Many presenters reported highly effective treatments for patients with subgroup infections of HCV, including those with genotype 3 infections, decompensated liver disease, cirrhosis, and those for whom previous treatment with direct-acting antivirals (DAAs) has failed:

• A European study found that 92% of patients with HCV genotype 3 attained sustained virologic response at 12 weeks (SVR12) following treatment on a regimen of daclatasvir and sofosbuvir with or without ribavirin. The combination received Food and Drug Administration approval in July to treat patients with genotype 3 HCV infections.
• Among HCV patients with genotype 1, 2, 3, 4 and 6 infections, and those with decompensated liver disease, 94% achieved SVR12 after treatment on a 12-week regimen of a fixed dose of velpatasvir and sofosbuvir with ribavirin.
• The ALLY-3+ study found that 16 weeks of daclatasvir and sofosbuvir plus ribavirin produced an sustained virologic response rate at 4 weeks post treatment of 94% in patients with compensated advanced fibrosis. Administration of the combination resulted in a 100% sustained virologic response rate at 4 weeks (SVR4) after treatment duration of either 12 or 16 weeks in those with cirrhosis.
• In a study of 22 patients for whom previous treatment had failed, all of the patients attained SVR12 with regimens that combined ombitasvir/paritaprevir/ritonavir, and dasabuvir, plus sofosbuvir for 12 weeks or the 5-drug combination plus ribavirin for 12 weeks for those with genotype 1a infections and the 5-drug combo plus ribavirin for 24 weeks for those with 1a infections and cirrhosis.
• A 12-week regimen of elbasvir/grazoprevir and sofosbuvir plus ribavirin produced SVR4 after treatment in 100% of patients for whom previous treatment with the combination without ribavirin had failed.

Direct-Acting Antivirals

It has been about 2 years since the first approvals of DAAs, both clinical trials and real world practice have shown that HCV can be cured in individuals and largely eliminated in the population, with widespread treatment. “It is a remarkable success story for medical science,” noted the AASLD in a press release.
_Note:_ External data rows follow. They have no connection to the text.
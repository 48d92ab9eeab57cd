// ==========================================
// 度假村报价表识别引擎 - 工作簿适配器
// ==========================================
// 支持: calamine 已加载的 Range<Data> + 合并区域 Dimensions
// 说明: 保留绝对坐标（Range 起点之前补空行/空列）
// ==========================================

use crate::domain::grid::{CellGrid, CellRange, CellValue, MergeRange, Worksheet};
use crate::importer::error::RecognitionResult;
use calamine::{Data, Dimensions, Range};

/// 单个 calamine 单元格 → CellValue
fn convert_cell(cell: &Data) -> CellValue {
    match cell {
        Data::Empty | Data::Error(_) => CellValue::Empty,
        Data::Int(i) => CellValue::Number(*i as f64),
        Data::Float(f) if f.is_finite() => CellValue::Number(*f),
        Data::Float(_) => CellValue::Empty,
        Data::Bool(b) => CellValue::Text(if *b { "TRUE" } else { "FALSE" }.to_string()),
        // 日期按 Excel 序列号保留为数字
        Data::DateTime(dt) => CellValue::Number(dt.as_f64()),
        Data::String(s) | Data::DateTimeIso(s) | Data::DurationIso(s) => {
            if s.trim().is_empty() {
                CellValue::Empty
            } else {
                CellValue::Text(s.trim().to_string())
            }
        }
    }
}

/// calamine Range → CellGrid（绝对坐标）
pub fn grid_from_calamine(range: &Range<Data>) -> CellGrid {
    let (row_offset, col_offset) = range
        .start()
        .map(|(r, c)| (r as usize, c as usize))
        .unwrap_or((0, 0));

    let mut rows: Vec<Vec<CellValue>> = vec![Vec::new(); row_offset];
    for data_row in range.rows() {
        let mut row = vec![CellValue::Empty; col_offset];
        row.extend(data_row.iter().map(convert_cell));
        rows.push(row);
    }

    CellGrid::new(rows)
}

/// 合并区域 Dimensions → MergeRange（锚点值取自网格）
///
/// # 返回
/// - Err: 合并区域越界或起止颠倒（上游契约错误）
pub fn merges_from_dimensions(
    grid: &CellGrid,
    dimensions: &[Dimensions],
) -> RecognitionResult<Vec<MergeRange>> {
    let mut merges = Vec::with_capacity(dimensions.len());
    for dim in dimensions {
        let range = CellRange::new(
            dim.start.0 as usize,
            dim.start.1 as usize,
            dim.end.0 as usize,
            dim.end.1 as usize,
        );
        let anchor = grid.get(range.start_row, range.start_col).clone();
        let merge = MergeRange::new(range, anchor);
        grid.check_merge(&merge)?;
        merges.push(merge);
    }
    Ok(merges)
}

/// 一次性构造 Worksheet
pub fn worksheet_from_calamine(
    name: &str,
    range: &Range<Data>,
    merged_regions: &[Dimensions],
) -> RecognitionResult<Worksheet> {
    let grid = grid_from_calamine(range);
    let merges = merges_from_dimensions(&grid, merged_regions)?;
    Ok(Worksheet::new(name, grid).with_merges(merges))
}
And, one that occurred very quickly. “The cure of hepatitis C just 16 years after its identification is a credit to the field of hepatology,” said Gyongyi Szabo, MD, PhD, FAASLD, 2015 president of the AASLD in her President’s Address Monday evening.

Taking the promise of a cure to the point of making HCV a rare disease will require a significant investment, but one that will pay off quite quickly, according to a pair of studies by Jagpreet Chhatwal, PhD.
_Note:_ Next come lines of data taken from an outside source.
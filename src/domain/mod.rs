// ==========================================
// 度假村报价表识别引擎 - 领域模型层
// ==========================================
// 职责: 定义网格、版式、价格、元数据、校验结果等领域类型
// 红线: 不含识别逻辑，不含 I/O
// ==========================================

pub mod grid;
pub mod layout;
pub mod metadata;
pub mod pricing;
pub mod types;
pub mod validation;

// 重导出核心类型
pub use grid::{CellGrid, CellRange, CellRef, CellValue, MergeRange, Workbook, Worksheet};
pub use layout::{
    InclusionItem, InclusionsDetectionResult, InclusionsSection, LayoutDetectionResult,
    LayoutPattern, PatternMetadata,
};
pub use metadata::{
    CurrencyTally, DateRange, ResortMetadata, SourceLocation, SpecialPeriod, ValidityWindow,
};
pub use pricing::{ExtractedPricingRecord, PriceCell, PricingSection};
pub use types::{
    Currency, DiscoveryMethod, InclusionFormat, Orientation, PatternKind, Severity,
    SpecialPeriodKind,
};
pub use validation::{
    CurrencyCheck, NumberFormat, NumberFormatCheck, PriceRange, ValidationContext,
    ValidationFinding,
};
Assuming that the number of noninstitutionalized individuals with HCV in the U.S. drops from 2 million today to 1 million by 2020 as a result of treatment with DAAs, the burden of HCV would remain high. “Under current management practices, 300,000 will die from HCV in the next 3 decades. This seems very high when we essentially have a cure for a disease,” Dr. Chhatwal said in an interview.

Before DAAs, the nation’s annual cost of HCV care approached $7 million per year. In 2015, it reached $21 billion and with HCV therapies driving almost 80% of that cost. According to Dr. Chhatwal, costs will drop sharply in the coming years, to below $2 billion by 2020 and to just $14 million by 2030. He estimated that it would cost $106 billion to make HCV a rare disease by 2040, an amount less than the U.S. spent on HIV/AIDS in the past 5 years alone.

In addition to the economic argument for expanded treatment, the AASLD has revised its guidelines to remove prioritization for HCV treatment for patients with advanced liver disease, instead recommending treatment for all infected individuals. The AASLD went one step further during the meeting and called on public and private insurers to treat all patients with HCV, and to implement this policy as the current of standard of care.

“We recommend early treatment of chronic HCV infection before the development of severe liver disease and other complications to improve overall survival rates,” the AASLD noted. “HCV treatment that leads to a cure is the only evidence-based intervention to prevent liver-disease progression.”